The company has been instructed by a jury to pay a settlement of $55M to the claimant. This case follows a case in February of this year where the family of a women who died from ovarian cancer was awarded $72M after it was claimed that she developed ovarian cancer after using talcum powder for many years.
Johnson and Johnson will be back in court and may face a long stretch of court appearance as it faces 1,200 lawsuits accusing the company of not adequately warning women of the risks associated with using talc-based products.
The question is: is there a risk of developing ovarian cancer from the use of talcum powder? The short answer is, we don’t know.
Cancer Research UK says the following:
“Scientists are trying to see if this is the case, but for now the evidence is still uncertain.
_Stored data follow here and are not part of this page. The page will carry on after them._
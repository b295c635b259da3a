//! Data update pass (updateData): percent values, unified x axis, text, stacking.
//!
//! Runs on prepared traces after every data change and every visibility toggle.
//! Only visible traces take part. Each step rebuilds `x`/`y` from `source_data`,
//! so running the pass twice gives the same result.

use super::options::ChartOptions;
use super::trace::{PieTrace, SourcePoint, Trace, XyTrace};
use super::types::{AxisType, ChartType};
use crate::format::{
    ValueFormatter, clean_number, compare_values, create_number_formatter,
    display_value, format_simple_template, normalize_value, number_value, value_key,
};
use ahash::AHashMap;
use serde_json::{Map, Value};

pub fn update_data(traces: Vec<Trace>, options: &ChartOptions) -> Vec<Trace> {
    // a re-run starts from the vertical form
    let mut traces: Vec<Trace> = traces.into_iter().map(orient_vertical).collect();
    match options.global_series_type {
        ChartType::Pie => {
            for trace in traces.iter_mut() {
                if let Trace::Pie(pie) = trace
                    && pie.visible
                {
                    update_pie_text(pie, options);
                }
            }
        }
        ChartType::Heatmap | ChartType::Custom => {}
        ChartType::Column
        | ChartType::Line
        | ChartType::Area
        | ChartType::Scatter
        | ChartType::Bubble
        | ChartType::Box => {
            let mut visible: Vec<&mut XyTrace> = traces
                .iter_mut()
                .filter_map(|t| match t {
                    Trace::Xy(xy) if xy.visible => Some(xy),
                    _ => None,
                })
                .collect();
            update_percent_values(&mut visible, options);
            update_unified_x(&mut visible, options);
            for trace in visible.iter_mut() {
                update_series_text(trace, options);
            }
            update_stacking(&mut visible, options);
        }
    }
    if options.swapped_axes {
        traces = traces.into_iter().map(orient_horizontal).collect();
    }
    traces
}

fn update_percent_values(traces: &mut [&mut XyTrace], options: &ChartOptions) {
    if !options.series.percent_values {
        return;
    }
    let mut sums: AHashMap<String, f64> = AHashMap::new();
    for trace in traces.iter() {
        for item in trace.source_data.iter() {
            *sums.entry(value_key(&item.x)).or_default() += clean_number(&item.y).unwrap_or(0.0).abs();
        }
    }
    for trace in traces.iter_mut() {
        let mut ys = Vec::with_capacity(trace.source_data.len());
        for item in trace.source_data.iter_mut() {
            item.y_percent = match clean_number(&item.y) {
                None if !options.missing_values_as_zero => None,
                y => {
                    let sum = sums.get(&value_key(&item.x)).copied().unwrap_or(0.0);
                    (sum != 0.0).then(|| y.unwrap_or(0.0) / sum * 100.0)
                }
            };
            ys.push(number_value(item.y_percent));
        }
        trace.y = ys;
    }
}

/// One shared x axis across aggregating series; gaps become 0 or null.
fn update_unified_x(traces: &mut [&mut XyTrace], options: &ChartOptions) {
    let mut seen = ahash::AHashSet::new();
    let mut unified: Vec<Value> = Vec::new();
    for trace in traces.iter().filter(|t| t.series_kind.unifies_x()) {
        for item in trace.source_data.iter() {
            if seen.insert(value_key(&item.x)) {
                unified.push(item.x.clone());
            }
        }
    }
    if options.sort_x {
        unified.sort_by(compare_values);
    }
    let default_y = if options.missing_values_as_zero {
        number_value(Some(0.0))
    } else {
        Value::Null
    };

    for trace in traces.iter_mut().filter(|t| t.series_kind.unifies_x()) {
        let (mut ys, mut errors) = (Vec::with_capacity(unified.len()), Vec::with_capacity(unified.len()));
        for x in &unified {
            match trace.source_data.get(x) {
                Some(item) => {
                    ys.push(if options.series.percent_values {
                        number_value(item.y_percent)
                    } else {
                        item.y.clone()
                    });
                    errors.push(item.y_error.clone().unwrap_or(Value::Null));
                }
                None => {
                    ys.push(default_y.clone());
                    errors.push(Value::Null);
                }
            }
        }
        trace.x = unified.clone();
        trace.y = ys;
        trace.error_y.array = errors;
    }
}

/// Formatted value of an axis's original datum for `@@x`/`@@y`.
fn format_axis_value(value: &Value, axis: AxisType, options: &ChartOptions) -> Value {
    Value::String(display_value(&normalize_value(
        value,
        axis == AxisType::Datetime,
        &options.date_time_format,
    )))
}

struct TextFormatters {
    number: crate::format::NumberFormatter,
    percent: crate::format::NumberFormatter,
}

impl TextFormatters {
    fn new(options: &ChartOptions) -> Self {
        Self {
            number: create_number_formatter(&options.number_format),
            percent: create_number_formatter(&options.percent_format),
        }
    }
}

fn text_context(
    series_name: &str,
    item: &SourcePoint,
    y_is_any: bool,
    y_axis: AxisType,
    with_percent: bool,
    fmt: &TextFormatters,
    options: &ChartOptions,
) -> Map<String, Value> {
    let mut ctx = Map::new();
    ctx.insert("@@name".into(), Value::from(series_name));
    ctx.insert("@@x".into(), format_axis_value(&item.orig_x, options.x_axis.kind, options));
    let y = if y_is_any {
        format_axis_value(&item.orig_y, y_axis, options)
    } else {
        Value::String(fmt.number.format(&item.y))
    };
    ctx.insert("@@y".into(), y);
    if let Some(e) = &item.y_error {
        ctx.insert("@@yError".into(), Value::String(fmt.number.format(e)));
    }
    if let Some(s) = &item.size {
        ctx.insert("@@size".into(), Value::String(fmt.number.format(s)));
    }
    if with_percent {
        // percent formats scale by 100 themselves
        let pct = item.y_percent.map(|p| p.abs() / 100.0);
        ctx.insert("@@yPercent".into(), Value::String(fmt.percent.format(&number_value(pct))));
    }
    for (k, v) in item.raw.iter() {
        ctx.insert(k.clone(), v.clone());
    }
    ctx
}

fn ctx_str<'a>(ctx: &'a Map<String, Value>, key: &str) -> Option<&'a str> {
    ctx.get(key).and_then(Value::as_str)
}

fn default_series_text(ctx: &Map<String, Value>) -> String {
    let mut result = ctx_str(ctx, "@@y").unwrap_or_default().to_string();
    if let Some(e) = ctx_str(ctx, "@@yError") {
        result = format!("{result} \u{00b1} {e}");
    }
    if let Some(p) = ctx_str(ctx, "@@yPercent") {
        result = format!("{p} ({result})");
    }
    if let Some(s) = ctx_str(ctx, "@@size") {
        result = format!("{result} [{s}]");
    }
    result
}

fn update_series_text(trace: &mut XyTrace, options: &ChartOptions) {
    let fmt = TextFormatters::new(options);
    let y_axis = options
        .y_axis_options(usize::from(trace.on_secondary_axis()))
        .kind;
    let default_y = if options.missing_values_as_zero {
        number_value(Some(0.0))
    } else {
        Value::Null
    };

    let text = trace
        .x
        .iter()
        .map(|x| {
            let fallback;
            let item = match trace.source_data.get(x) {
                Some(item) => item,
                None => {
                    fallback = SourcePoint {
                        x: x.clone(),
                        y: default_y.clone(),
                        y_error: None,
                        size: None,
                        y_percent: None,
                        orig_x: x.clone(),
                        orig_y: default_y.clone(),
                        raw: Default::default(),
                    };
                    &fallback
                }
            };
            let ctx = text_context(
                &trace.series_name,
                item,
                trace.series_kind.y_is_any(),
                y_axis,
                options.series.percent_values,
                &fmt,
                options,
            );
            if options.text_format.is_empty() {
                default_series_text(&ctx)
            } else {
                format_simple_template(&options.text_format, &ctx)
            }
        })
        .collect();
    trace.text = text;
}

fn update_pie_text(trace: &mut PieTrace, options: &ChartOptions) {
    let fmt = TextFormatters::new(options);
    let text = trace
        .source_data
        .iter()
        .map(|item| {
            let ctx = text_context(&trace.name, item, false, AxisType::Linear, true, &fmt, options);
            if options.text_format.is_empty() {
                format!(
                    "{} ({})",
                    ctx_str(&ctx, "@@yPercent").unwrap_or_default(),
                    ctx_str(&ctx, "@@y").unwrap_or_default()
                )
            } else {
                format_simple_template(&options.text_format, &ctx)
            }
        })
        .collect();
    trace.text = text;
}

/// Cumulative y per value axis for stacked line and area series. Nulls stay gaps.
fn update_stacking(traces: &mut [&mut XyTrace], options: &ChartOptions) {
    if !options.uses_stacking() {
        return;
    }
    let mut totals: AHashMap<(bool, String), f64> = AHashMap::new();
    for trace in traces.iter_mut() {
        if !matches!(trace.series_kind, ChartType::Line | ChartType::Area) {
            continue;
        }
        let axis = trace.on_secondary_axis();
        let stacked = trace
            .x
            .iter()
            .zip(trace.y.iter())
            .map(|(x, y)| match clean_number(y) {
                Some(v) => {
                    let total = totals.entry((axis, value_key(x))).or_default();
                    *total += v;
                    number_value(Some(*total))
                }
                None => Value::Null,
            })
            .collect();
        trace.y = stacked;
    }
}

fn orient_vertical(trace: Trace) -> Trace {
    match trace {
        Trace::Xy(mut t) if t.orientation.is_some() => {
            t.orientation = None;
            std::mem::swap(&mut t.x, &mut t.y);
            t.yaxis = Some(if t.xaxis == Some("x2") { "y2" } else { "y" });
            t.xaxis = None;
            Trace::Xy(t)
        }
        other => other,
    }
}

/// Horizontal charts: swap x and y and move the secondary axis to `x2`.
fn orient_horizontal(trace: Trace) -> Trace {
    match trace {
        Trace::Xy(mut t) => {
            t.orientation = Some("h");
            std::mem::swap(&mut t.x, &mut t.y);
            if t.yaxis == Some("y2") {
                t.xaxis = Some("x2");
            }
            t.yaxis = None;
            Trace::Xy(t)
        }
        other => other,
    }
}

#[cfg(test)]
mod tests {
    use super::*;
    use crate::models::{Point, Series};
    use crate::viz::options::get_options;
    use crate::viz::prepare::prepare_data;
    use serde_json::json;
    use std::sync::Arc;

    fn series(name: &str, pts: &[(i64, Value)]) -> Series {
        let mut s = Series::new(name, ChartType::Column);
        for (x, y) in pts {
            s.data.push(Point {
                x: Some(json!(x)),
                y: y.clone(),
                y_error: None,
                size: None,
                z_val: None,
                raw: Arc::new(Default::default()),
            });
        }
        s
    }

    fn run(options: Value, series: &[Series]) -> Vec<XyTrace> {
        let opts = get_options(&options).unwrap();
        update_data(prepare_data(series, &opts), &opts)
            .into_iter()
            .filter_map(|t| match t {
                Trace::Xy(t) => Some(t),
                _ => None,
            })
            .collect()
    }

    #[test]
    fn unified_axis_fills_gaps() {
        let a = series("a", &[(1, json!(1)), (3, json!(3))]);
        let b = series("b", &[(2, json!(2))]);
        let t = run(json!({}), &[a.clone(), b.clone()]);
        assert_eq!(t[1].x, [json!(1), json!(2), json!(3)]);
        assert_eq!(t[1].y, [json!(0.0), json!(2.0), json!(0.0)]);

        let t = run(json!({"missingValuesAsZero": false}), &[a, b]);
        assert_eq!(t[0].y, [json!(1.0), Value::Null, json!(3.0)]);
    }

    #[test]
    fn percent_values_share_each_x() {
        let a = series("a", &[(1, json!(1)), (2, json!(3))]);
        let b = series("b", &[(1, json!(3)), (2, json!(1))]);
        let t = run(json!({"series": {"percentValues": true}}), &[a, b]);
        assert_eq!(t[0].y, [json!(25.0), json!(75.0)]);
        assert_eq!(t[0].text[0], "25% (1)");
    }

    #[test]
    fn default_text_and_templates() {
        let a = series("a", &[(1, json!(1234.5))]);
        let t = run(json!({}), &[a.clone()]);
        assert_eq!(t[0].text, ["1,234.50000"]);
        let t = run(json!({"textFormat": "{{ @@name }}@{{ @@x }}={{@@y}} {{ nope }}"}), &[a]);
        assert_eq!(t[0].text, ["a@1=1,234.50000 "]);
    }

    #[test]
    fn error_bars_and_sizes_follow_the_unified_axis() {
        let mut a = series("a", &[(1, json!(5)), (3, json!(7))]);
        a.data[0].y_error = Some(json!(0.5));
        a.data[0].size = Some(json!(2));
        a.data[1].y_error = Some(Value::Null);
        a.data[1].size = Some(Value::Null);
        let b = series("b", &[(2, json!(1))]);

        let t = run(json!({}), &[a.clone(), b.clone()]);
        assert_eq!(t[0].x, [json!(1), json!(2), json!(3)]);
        assert_eq!(t[0].error_y.array, [json!(0.5), Value::Null, Value::Null]);
        assert_eq!(t[0].text, ["5 \u{00b1} 0.50000 [2]", "0", "7"]);

        let t = run(json!({"textFormat": "{{@@y}}|{{@@yError}}|{{@@size}}"}), &[a, b]);
        assert_eq!(t[0].text, ["5|0.50000|2", "0||", "7||"]);
    }

    #[test]
    fn stacking_accumulates_and_keeps_gaps() {
        let a = series("a", &[(1, json!(1)), (2, json!(2))]);
        let b = series("b", &[(1, json!(10)), (2, json!(null))]);
        let t = run(
            json!({
                "globalSeriesType": "area",
                "series": {"stacking": "stack"},
                "missingValuesAsZero": false
            }),
            &[a, b],
        );
        assert_eq!(t[1].y, [json!(11.0), Value::Null]);
        assert_eq!(t[1].text[0], "10");
    }

    #[test]
    fn hidden_series_are_left_alone() {
        let a = series("a", &[(1, json!(1))]);
        let b = series("b", &[(2, json!(2))]);
        let opts = get_options(&json!({})).unwrap();
        let mut traces = prepare_data(&[a, b], &opts);
        if let Trace::Xy(t) = &mut traces[1] {
            t.visible = false;
        }
        let t = update_data(traces, &opts);
        let Trace::Xy(a) = &t[0] else { panic!() };
        assert_eq!(a.x, [json!(1)]);
    }

    #[test]
    fn swapped_axes_orient_traces() {
        let a = series("a", &[(1, json!(5))]);
        let t = run(json!({"swappedAxes": true}), &[a]);
        assert_eq!(t[0].orientation, Some("h"));
        assert_eq!(t[0].x, [json!(5.0)]);
        assert_eq!(t[0].y, [json!(1)]);

        let opts = get_options(&json!({"swappedAxes": true})).unwrap();
        let again = update_data(t.into_iter().map(Trace::Xy).collect(), &opts);
        let Trace::Xy(again) = &again[0] else { panic!() };
        assert_eq!(again.x, [json!(5.0)]);
    }

    #[test]
    fn pie_text_shows_percent_and_value() {
        let mut s = series("p", &[(1, json!(1)), (2, json!(3))]);
        s.kind = ChartType::Pie;
        let opts = get_options(&json!({"globalSeriesType": "pie"})).unwrap();
        let t = update_data(prepare_data(&[s], &opts), &opts);
        let Trace::Pie(p) = &t[0] else { panic!() };
        assert_eq!(p.text, ["25% (1)", "75% (3)"]);
    }
}
use crate::viz::ChartType;
use serde::{Deserialize, Serialize};
use serde_json::{Map, Value};
use std::sync::Arc;

/// One query-result row: column name -> scalar, in the query's column order.
pub type Row = Map<String, Value>;

/// Column data types reported by the query runner.
#[derive(Debug, Clone, Copy, PartialEq, Eq, Serialize, Deserialize)]
#[serde(rename_all = "lowercase")]
pub enum ColumnType {
    Integer,
    Float,
    String,
    Boolean,
    Date,
    Datetime,
}

impl ColumnType {
    pub fn parse(s: &str) -> Option<Self> {
        match s.trim().to_ascii_lowercase().as_str() {
            "integer" | "int" => Some(ColumnType::Integer),
            "float" | "number" | "double" => Some(ColumnType::Float),
            "string" | "text" => Some(ColumnType::String),
            "boolean" | "bool" => Some(ColumnType::Boolean),
            "date" => Some(ColumnType::Date),
            "datetime" | "timestamp" => Some(ColumnType::Datetime),
            _ => None,
        }
    }

    pub fn is_numeric(self) -> bool {
        matches!(self, ColumnType::Integer | ColumnType::Float)
    }
}

/// Column schema entry of a query result.
#[derive(Debug, Clone, PartialEq, Serialize, Deserialize)]
pub struct Column {
    pub name: String,
    /// Unknown or missing type names are kept as `None` and treated like strings.
    #[serde(
        rename = "type",
        default,
        deserialize_with = "de_column_type",
        skip_serializing_if = "Option::is_none"
    )]
    pub kind: Option<ColumnType>,
}

impl Column {
    pub fn new(name: impl Into<String>, kind: Option<ColumnType>) -> Self {
        Self {
            name: name.into(),
            kind,
        }
    }
}

fn de_column_type<'de, D>(deserializer: D) -> Result<Option<ColumnType>, D::Error>
where
    D: serde::Deserializer<'de>,
{
    let raw: Option<String> = Option::deserialize(deserializer)?;
    Ok(raw.as_deref().and_then(ColumnType::parse))
}

/// Serde helper: parse `i64` from a JSON number, a numeric string, or null (-> 0).
///
/// Saved visualization options written by older editors store row indexes as strings.
pub(crate) fn de_i64_from_string_or_number<'de, D>(deserializer: D) -> Result<i64, D::Error>
where
    D: serde::Deserializer<'de>,
{
    use serde::de::{self, Visitor};
    struct I64Visitor;

    impl<'de> Visitor<'de> for I64Visitor {
        type Value = i64;

        fn expecting(&self, f: &mut std::fmt::Formatter) -> std::fmt::Result {
            write!(f, "a string or number representing an integer")
        }

        fn visit_u64<E>(self, v: u64) -> Result<Self::Value, E>
        where
            E: de::Error,
        {
            i64::try_from(v).map_err(E::custom)
        }

        fn visit_i64<E>(self, v: i64) -> Result<Self::Value, E>
        where
            E: de::Error,
        {
            Ok(v)
        }

        fn visit_f64<E>(self, v: f64) -> Result<Self::Value, E>
        where
            E: de::Error,
        {
            Ok(v.trunc() as i64)
        }

        fn visit_str<E>(self, s: &str) -> Result<Self::Value, E>
        where
            E: de::Error,
        {
            // parseInt semantics: garbage means "first record"
            Ok(s.trim().parse::<i64>().unwrap_or(0))
        }

        fn visit_unit<E>(self) -> Result<Self::Value, E>
        where
            E: de::Error,
        {
            Ok(0)
        }
    }

    deserializer.deserialize_any(I64Visitor)
}

/// Tabular query result as delivered by the query-execution layer.
#[derive(Debug, Clone, Default, PartialEq, Serialize, Deserialize)]
pub struct QueryResult {
    #[serde(default)]
    pub columns: Vec<Column>,
    #[serde(default)]
    pub rows: Vec<Row>,
}

impl QueryResult {
    pub fn new(columns: Vec<Column>, rows: Vec<Row>) -> Self {
        Self { columns, rows }
    }

    pub fn is_empty(&self) -> bool {
        self.columns.is_empty() || self.rows.is_empty()
    }

    pub fn column(&self, name: &str) -> Option<&Column> {
        self.columns.iter().find(|c| c.name == name)
    }
}

/// Semantic role a column plays in a chart.
#[derive(Debug, Clone, Copy, PartialEq, Eq, Hash)]
pub enum Role {
    X,
    Y,
    Series,
    YError,
    Size,
    ZVal,
    Unused,
    MultiFilter,
}

impl Role {
    pub fn parse(s: &str) -> Option<Self> {
        match s {
            "x" => Some(Role::X),
            "y" => Some(Role::Y),
            "series" => Some(Role::Series),
            "yError" => Some(Role::YError),
            "size" => Some(Role::Size),
            "zVal" => Some(Role::ZVal),
            "unused" => Some(Role::Unused),
            "multiFilter" | "multi-filter" => Some(Role::MultiFilter),
            _ => None,
        }
    }
}

/// Per-row record after role resolution. `raw` keeps the whole source row for templates.
#[derive(Debug, Clone, PartialEq)]
pub struct Point {
    /// `None` when no column has the `x` role.
    pub x: Option<Value>,
    pub y: Value,
    pub y_error: Option<Value>,
    pub size: Option<Value>,
    pub z_val: Option<Value>,
    pub raw: Arc<Row>,
}

impl Point {
    /// The x value with the "no x column" default of `0`.
    pub fn x_or_default(&self) -> Value {
        self.x.clone().unwrap_or_else(|| Value::from(0))
    }
}

/// Named, ordered collection of points. Rebuilt for every render pass.
#[derive(Debug, Clone, PartialEq)]
pub struct Series {
    pub name: String,
    /// Chart type the series was built for; per-series overrides apply later.
    pub kind: ChartType,
    pub data: Vec<Point>,
}

impl Series {
    pub fn new(name: impl Into<String>, kind: ChartType) -> Self {
        Self {
            name: name.into(),
            kind,
            data: Vec::new(),
        }
    }
}

#[cfg(test)]
mod tests {
    use super::*;
    use serde_json::json;

    #[test]
    fn column_type_tolerates_unknown_names() {
        let cols: Vec<Column> = serde_json::from_value(json!([
            {"name": "a", "type": "integer"},
            {"name": "b", "type": "geometry"},
            {"name": "c"}
        ]))
        .unwrap();
        assert_eq!(cols[0].kind, Some(ColumnType::Integer));
        assert_eq!(cols[1].kind, None);
        assert_eq!(cols[2].kind, None);
    }

    #[test]
    fn role_accepts_dashed_multi_filter() {
        assert_eq!(Role::parse("multi-filter"), Some(Role::MultiFilter));
        assert_eq!(Role::parse("zVal"), Some(Role::ZVal));
        assert_eq!(Role::parse("nope"), None);
    }
}
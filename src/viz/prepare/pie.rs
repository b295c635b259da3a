use super::normalize_for_axis;
use crate::color::{OrdinalPalette, choose_text_color};
use crate::format::{clean_number, display_value, number_value, template_uses};
use crate::models::Series;
use crate::viz::options::ChartOptions;
use crate::viz::trace::{Domain, Font, PieMarker, PieTrace, SourceData, SourcePoint, Trace};
use serde_json::Value;
use std::sync::Arc;

/// Small-multiples grid for several pies in one chart, in paper coordinates.
#[derive(Debug, Clone, Copy, PartialEq)]
pub struct PieGrid {
    pub rows: usize,
    pub cells_in_row: usize,
    pub cell_width: f64,
    pub cell_height: f64,
    pub x_padding: f64,
    pub y_padding: f64,
}

impl PieGrid {
    /// Top-left corner of cell `index`.
    pub fn cell_origin(&self, index: usize) -> (f64, f64) {
        let x = (index % self.cells_in_row) as f64 * self.cell_width;
        let y = (index / self.cells_in_row) as f64 * self.cell_height;
        (x, y)
    }
}

pub fn pie_grid(series_count: usize) -> PieGrid {
    let rows = if series_count > 2 { 2 } else { 1 };
    let cells_in_row = series_count.div_ceil(rows).max(1);
    PieGrid {
        rows,
        cells_in_row,
        cell_width: 1.0 / cells_in_row as f64,
        cell_height: 1.0 / rows as f64,
        x_padding: 0.02,
        y_padding: 0.1,
    }
}

/// One pie per series. Slice colors are shared across pies: an explicit
/// `valuesOptions` color, else the palette in first-seen label order.
pub fn prepare_pie_data(series: &[Series], options: &ChartOptions) -> Vec<Trace> {
    let grid = pie_grid(series.len());
    let has_x = series.iter().any(|s| s.data.iter().any(|p| p.x.is_some()));
    let mut palette = OrdinalPalette::new();
    let mut hoverinfo = String::from("text+label");
    if !template_uses(&options.text_format, "@@name") {
        hoverinfo.push_str("+name");
    }

    series
        .iter()
        .enumerate()
        .map(|(index, s)| {
            let total: f64 = s.data.iter().filter_map(|p| clean_number(&p.y)).map(f64::abs).sum();
            let mut source_data = SourceData::default();
            let mut labels = Vec::with_capacity(s.data.len());
            let mut values = Vec::with_capacity(s.data.len());

            for point in &s.data {
                let label = if has_x {
                    normalize_for_axis(&point.x_or_default(), options.x_axis.kind)
                } else {
                    Value::String(format!("Slice {index}"))
                };
                let y = clean_number(&point.y);
                let y_percent = y.filter(|_| total > 0.0).map(|v| v.abs() / total * 100.0);
                labels.push(label.clone());
                values.push(number_value(y));
                source_data.push(SourcePoint {
                    x: label,
                    y: number_value(y),
                    y_error: None,
                    size: None,
                    y_percent,
                    orig_x: point.x_or_default(),
                    orig_y: point.y.clone(),
                    raw: Arc::clone(&point.raw),
                });
            }

            let colors: Vec<String> = labels
                .iter()
                .map(|label| {
                    let key = display_value(label);
                    options
                        .values_options
                        .get(&key)
                        .and_then(|v| v.color.clone())
                        .filter(|c| !c.is_empty())
                        .unwrap_or_else(|| palette.color_for(&key).to_string())
                })
                .collect();
            let text_colors = colors.iter().map(|c| choose_text_color(c)).collect();

            let (x0, y0) = grid.cell_origin(index);
            Trace::Pie(PieTrace {
                kind: "pie",
                name: s.name.clone(),
                visible: true,
                values,
                labels,
                hole: 0.4,
                marker: PieMarker { colors },
                hoverinfo: Value::String(hoverinfo.clone()),
                text: Vec::new(),
                textinfo: if options.show_data_labels { "percent" } else { "none" },
                textposition: "inside",
                textfont: Font { color: text_colors },
                direction: options.direction.kind,
                domain: Domain {
                    x: [x0, x0 + grid.cell_width - grid.x_padding],
                    y: [y0, y0 + grid.cell_height - grid.y_padding],
                },
                sort: options.sort_x,
                source_data,
            })
        })
        .collect()
}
However, even if there is a risk it is likely to be fairly small.
“Cosmetic body and talcum powders often contain a mineral compound called talc. Several studies have looked at talcum powder use and ovarian cancer. While on the whole the studies have seen a modest increase in the risk of ovarian cancer in women who use talc on their genitals, the evidence isn’t completely clear. So we can’t be sure whether or not talc itself could cause ovarian cancer”
The Chief Executive of the UK’s leading ovarian cancer charity, Ovarian Cancer Action, has said the following on this issue:
“If you’re currently using talc, don’t panic. Given evidence is inconsistent we do advocate a ‘better safe than sorry’ attitude and advise that women using talc on their genitals stop doing so. But it’s important to remember that the suggested increased risk from using talcum powder is very small.
“While the relative increase of a third suggested by some studies sounds significant, the absolute risk of getting ovarian cancer still remains very low. We’re talking about the difference between a 2% risk and a risk of 2.5%.”
This sentiment about using talcum powder for personal hygiene reasons is echoed by the NHS who say:
“Most gynaecologists recommend using plain, unperfumed soaps to wash the area around the vagina (the vulva) gently every day, as opposed to talc or perfumed soaps, gels and antiseptics.”
The take home message is that there isn’t yet clarity on whether talcum powder increases risk of ovarian cancer and while this uncertainty remains it’s probably better to avoid using talcum powder on the genital area.